This week we have our first interview with a London-listed investment trust, the FTSE 250 constituent Temple Bar Investment Trust (LON:TMPL). We had the opportunity to speak to the co-managers Ian Lance and Nick Purves, who are both fund managers at RWC Partners.
The duo took over day to day management of the Temple Bar Investment Trust in November, so this represented an excellent chance to catch up with them. The trust’s investment objective is to provide growth in income and capital and to achieve a long term total return greater than the benchmark FTSE All-Share Index. This is achieved through investment primarily in UK securities, across different sectors with typically the majority of the portfolio selected from the constituents of the FTSE 350 Index.
The trust holds a number of traditional old economy stocks at the moment – the likes of BP, Anglo American and Royal Dutch Shell – so we explored how stocks like this stack up against the ‘trendy’ theme of tech investment and clean energy.
The strategy employed by Temple Bar is known as value investing; that is the process of buying a company’s stock for less than its true worth (sometimes known as its intrinsic value). On the podcast we talk about the impact of the pandemic on stocks, about the sectors the managers like, and whether COVID has created a once in a generation value opportunity for investors. How does this stack up with the 2008 financial crisis or the dot com crash in 2001?
A number of companies are discussed, including several constituents of the airline industry, oil sector, and Royal Mail’s fortunes under lockdown. We also talk about the nature of value traps in the market, and how to tell them apart from serious investment opportunities.
New management team for the Temple Bar Investment Trust
The appointment of RWC as managers of the investment trust was seen as key in turning its fortunes around. According to Arthur Copple, Chair of the Temple Bar Investment Trust:
“For a period, performance of the trust had been worrying. Therefore, when Alastair Mundy, the named fund manager, retired, the board decided to assess whether the new management arrangements were still in the best interests of shareholders. The first step was to assess whether Temple Bar’s value investing strategy remained the most suitable one for shareholders while simultaneously looking to find out what our shareholders wanted.”
The board engaged Stanhope, an independent third party, to analyse whether or not value had had its day and if the approach was still suitable for shareholders. Following Stanhope’s independent review and advice, the board decided to stick with the value approach but change the fund manager.

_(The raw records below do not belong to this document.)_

use chrono::{DateTime, Utc};
use serde::Deserialize;

use bearmemori_store::Store;

use super::{HandlerOutput, Notification};
use crate::error::HandlerError;
use crate::llm::{parse_json_reply, LlmClient};

const PROMPT: &str = "Classify the user's message intent. Reply as JSON: \
{\"intent\": \"reminder\"|\"task\"|\"search\"|\"general_note\"|\"ambiguous\", \
\"extracted\"?: {\"when\"?: string, \"subject\"?: string, \"query_terms\"?: [string]}, \
\"tags\"?: [string]}";

#[derive(Deserialize)]
struct Payload {
    #[allow(dead_code)]
    memory_id: String,
    text: String,
    timestamp: String,
}

#[derive(Deserialize)]
struct Extracted {
    when: Option<String>,
    #[serde(flatten)]
    rest: serde_json::Value,
}

#[derive(Deserialize)]
struct IntentOutput {
    intent: String,
    extracted: Option<Extracted>,
    tags: Option<Vec<String>>,
}

pub async fn handle(llm: &LlmClient, _store: &Store, _user_id: Option<i64>, payload: &serde_json::Value) -> Result<HandlerOutput, HandlerError> {
    let input: Payload = serde_json::from_value(payload.clone())
        .map_err(|e| HandlerError::InvalidResponse(format!("malformed intent_classify payload: {e}")))?;

    let raw = llm.complete("gpt-4o-mini", PROMPT, &input.text).await?;
    let parsed: IntentOutput = parse_json_reply(&raw)?;

    let reference_time: DateTime<Utc> = DateTime::parse_from_rfc3339(&input.timestamp)
        .map(|dt| dt.with_timezone(&Utc))
        .unwrap_or_else(|_| Utc::now());

    let stale = parsed
        .extracted
        .as_ref()
        .and_then(|e| e.when.as_deref())
        .and_then(|w| DateTime::parse_from_rfc3339(w).ok())
        .map(|w| w.with_timezone(&Utc) < reference_time)
        .unwrap_or(false);

    let extracted = parsed.extracted.as_ref().map(|e| {
        let mut obj = e.rest.clone();
        if let Some(map) = obj.as_object_mut() {
            map.insert("when".to_string(), serde_json::json!(e.when));
        }
        obj
    });

    let job_result = serde_json::json!({
        "intent": parsed.intent,
        "extracted": extracted,
        "tags": parsed.tags,
    });

    let mut content = job_result.clone();
    if stale {
        content["stale"] = serde_json::json!(true);
    }

    let message_type = if stale { "stale_message" } else { "llm_intent_result" };

    Ok(HandlerOutput {
        job_result,
        notification: Some(Notification { message_type, content }),
    })
}
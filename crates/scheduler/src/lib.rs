//! `bearmemori-scheduler` — the housekeeping tick loop: firing due
//! reminders, expiring pending images, expiring stale suggested tags, and
//! re-prompting stale pending events, on a fixed interval.

pub mod error;
pub mod housekeeping;

pub use error::{Result, SchedulerError};
pub use housekeeping::{HousekeepingConfig, HousekeepingEngine};
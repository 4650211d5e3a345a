use rusqlite::{params, Connection};

use bearmemori_core::{now_iso, Actor};

use crate::error::{Result, StoreError};
use crate::types::{User, UserSettings};

/// Create a user and its settings row together, returning a caller-usable
/// row immediately rather than requiring a follow-up query.
pub fn get_or_create(
    conn: &mut Connection,
    user_id: i64,
    display_name: &str,
) -> Result<(User, UserSettings)> {
    if let Some(user) = get(conn, user_id)? {
        let settings = get_settings(conn, user_id)?
            .ok_or_else(|| StoreError::NotFound { entity: "user_settings", id: user_id.to_string() })?;
        return Ok((user, settings));
    }

    let now = now_iso();
    let tx = conn.transaction()?;
    tx.execute(
        "INSERT INTO users (user_id, display_name, is_allowed, created_at) VALUES (?1, ?2, 1, ?3)",
        params![user_id, display_name, now],
    )?;
    tx.execute(
        "INSERT INTO user_settings (user_id, timezone, language, created_at, updated_at)
         VALUES (?1, 'UTC', 'en', ?2, ?2)",
        params![user_id, now],
    )?;
    crate::audit::append(&tx, "user", &user_id.to_string(), "created", &Actor::System, None)?;
    tx.commit()?;

    Ok((
        User { user_id, display_name: display_name.to_string(), is_allowed: true, created_at: now.clone() },
        UserSettings { user_id, timezone: "UTC".into(), language: "en".into(), created_at: now.clone(), updated_at: now },
    ))
}

pub fn get(conn: &Connection, user_id: i64) -> Result<Option<User>> {
    conn.query_row(
        "SELECT user_id, display_name, is_allowed, created_at FROM users WHERE user_id = ?1",
        params![user_id],
        |row| {
            Ok(User {
                user_id: row.get(0)?,
                display_name: row.get(1)?,
                is_allowed: row.get::<_, i64>(2)? != 0,
                created_at: row.get(3)?,
            })
        },
    )
    .map(Some)
    .or_else(|e| match e {
        rusqlite::Error::QueryReturnedNoRows => Ok(None),
        other => Err(StoreError::from(other)),
    })
}

pub fn get_settings(conn: &Connection, user_id: i64) -> Result<Option<UserSettings>> {
    conn.query_row(
        "SELECT user_id, timezone, language, created_at, updated_at FROM user_settings WHERE user_id = ?1",
        params![user_id],
        |row| {
            Ok(UserSettings {
                user_id: row.get(0)?,
                timezone: row.get(1)?,
                language: row.get(2)?,
                created_at: row.get(3)?,
                updated_at: row.get(4)?,
            })
        },
    )
    .map(Some)
    .or_else(|e| match e {
        rusqlite::Error::QueryReturnedNoRows => Ok(None),
        other => Err(StoreError::from(other)),
    })
}

pub fn update_settings(
    conn: &mut Connection,
    user_id: i64,
    timezone: Option<&str>,
    language: Option<&str>,
) -> Result<UserSettings> {
    ensure_allowed(conn, &Actor::User(user_id))?;
    let existing = get_settings(conn, user_id)?
        .ok_or_else(|| StoreError::NotFound { entity: "user_settings", id: user_id.to_string() })?;
    let now = now_iso();
    let new_tz = timezone.unwrap_or(&existing.timezone).to_string();
    let new_lang = language.unwrap_or(&existing.language).to_string();

    let tx = conn.transaction()?;
    tx.execute(
        "UPDATE user_settings SET timezone = ?1, language = ?2, updated_at = ?3 WHERE user_id = ?4",
        params![new_tz, new_lang, now, user_id],
    )?;
    let detail = serde_json::json!({ "prior_timezone": existing.timezone, "prior_language": existing.language });
    crate::audit::append(&tx, "user_settings", &user_id.to_string(), "updated", &Actor::User(user_id), Some(&detail))?;
    tx.commit()?;

    Ok(UserSettings { user_id, timezone: new_tz, language: new_lang, created_at: existing.created_at, updated_at: now })
}

/// Whether `user_id` may mutate anything. Unknown users are not allowed.
pub fn is_allowed(conn: &Connection, user_id: i64) -> Result<bool> {
    Ok(get(conn, user_id)?.map(|u| u.is_allowed).unwrap_or(false))
}

/// Gate called at the top of every store mutation that's attributable to a
/// user. `System`/`LlmWorker` actors bypass the check — the allow-list
/// restricts end users, not internal processes acting on their behalf.
pub fn ensure_allowed(conn: &Connection, actor: &Actor) -> Result<()> {
    if let Actor::User(user_id) = actor {
        if !is_allowed(conn, *user_id)? {
            return Err(StoreError::Forbidden(format!("user {user_id} is not allowed to perform mutations")));
        }
    }
    Ok(())
}

pub fn set_allowed(conn: &mut Connection, user_id: i64, allowed: bool, actor: &Actor) -> Result<()> {
    let tx = conn.transaction()?;
    let changed = tx.execute(
        "UPDATE users SET is_allowed = ?1 WHERE user_id = ?2",
        params![allowed as i64, user_id],
    )?;
    if changed == 0 {
        return Err(StoreError::NotFound { entity: "user", id: user_id.to_string() });
    }
    let detail = serde_json::json!({ "is_allowed": allowed });
    crate::audit::append(&tx, "user", &user_id.to_string(), "updated", actor, Some(&detail))?;
    tx.commit()?;
    Ok(())
}
use thiserror::Error;

#[derive(Debug, Error)]
pub enum DispatchError {
    #[error("store error: {0}")]
    Store(#[from] bearmemori_store::StoreError),

    #[error("validation error: {0}")]
    Validation(String),
}

pub type Result<T> = std::result::Result<T, DispatchError>;
/// ~50 common English words dropped from a query before it's turned into an
/// FTS5 `MATCH` expression — data, not a dependency, per the
/// design note that a stop-word list doesn't earn its own crate.
const STOP_WORDS: &[&str] = &[
    "a", "an", "the", "and", "or", "but", "if", "then", "else", "for", "of", "to", "in", "on",
    "at", "by", "with", "about", "against", "between", "into", "through", "during", "before",
    "after", "above", "below", "from", "up", "down", "out", "off", "over", "under", "again",
    "further", "is", "am", "are", "was", "were", "be", "been", "being", "do", "does", "did",
    "have", "has", "had", "i", "you", "he", "she", "it", "we", "they", "this", "that", "these",
    "those", "my", "your", "his", "her", "its", "our", "their", "me", "him", "them", "us",
];

/// Tokenise, drop stop-words, quote, and OR-join into an FTS5 `MATCH`
/// expression. Returns `None` when no tokens survive — callers should
/// treat that as "no results" rather than issuing an unconstrained MATCH.
pub fn build_match_expression(raw_query: &str) -> Option<String> {
    let tokens: Vec<String> = raw_query
        .split_whitespace()
        .map(|t| t.to_lowercase())
        .filter(|t| !t.is_empty() && !STOP_WORDS.contains(&t.as_str()))
        .map(|t| format!("\"{}\"", t.replace('"', "")))
        .collect();

    if tokens.is_empty() {
        None
    } else {
        Some(tokens.join(" OR "))
    }
}

#[cfg(test)]
mod tests {
    use super::*;

    #[test]
    fn stop_words_are_dropped_and_remaining_tokens_or_joined() {
        let expr = build_match_expression("the receipt and butter").unwrap();
        assert_eq!(expr, "\"receipt\" OR \"butter\"");
    }

    #[test]
    fn all_stop_words_yields_none() {
        assert!(build_match_expression("the and of").is_none());
    }

    #[test]
    fn empty_query_yields_none() {
        assert!(build_match_expression("   ").is_none());
    }
}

Lance and Purves joined RWC Partners in August 2010 and together they manage over £3bn in assets. This includes the TM RWC Equity Income Fund and of course now the Temple Bar Investment Trust. Both fund managers worked previously at Schroders before joining RWC. Lance’s career includes a stint at Citigroup where he was Head of European Equities and Director of Research, and he was also Head of Global Research at Gartmore. He and Nick Purves managed the Schroder Income Fund and the Income Maximiser Fund while at Schroders.
The new appointment seems to have done the trick – the price of the trust has surged from just north of the 700 mark in early November, to hit 1144 at time of writing.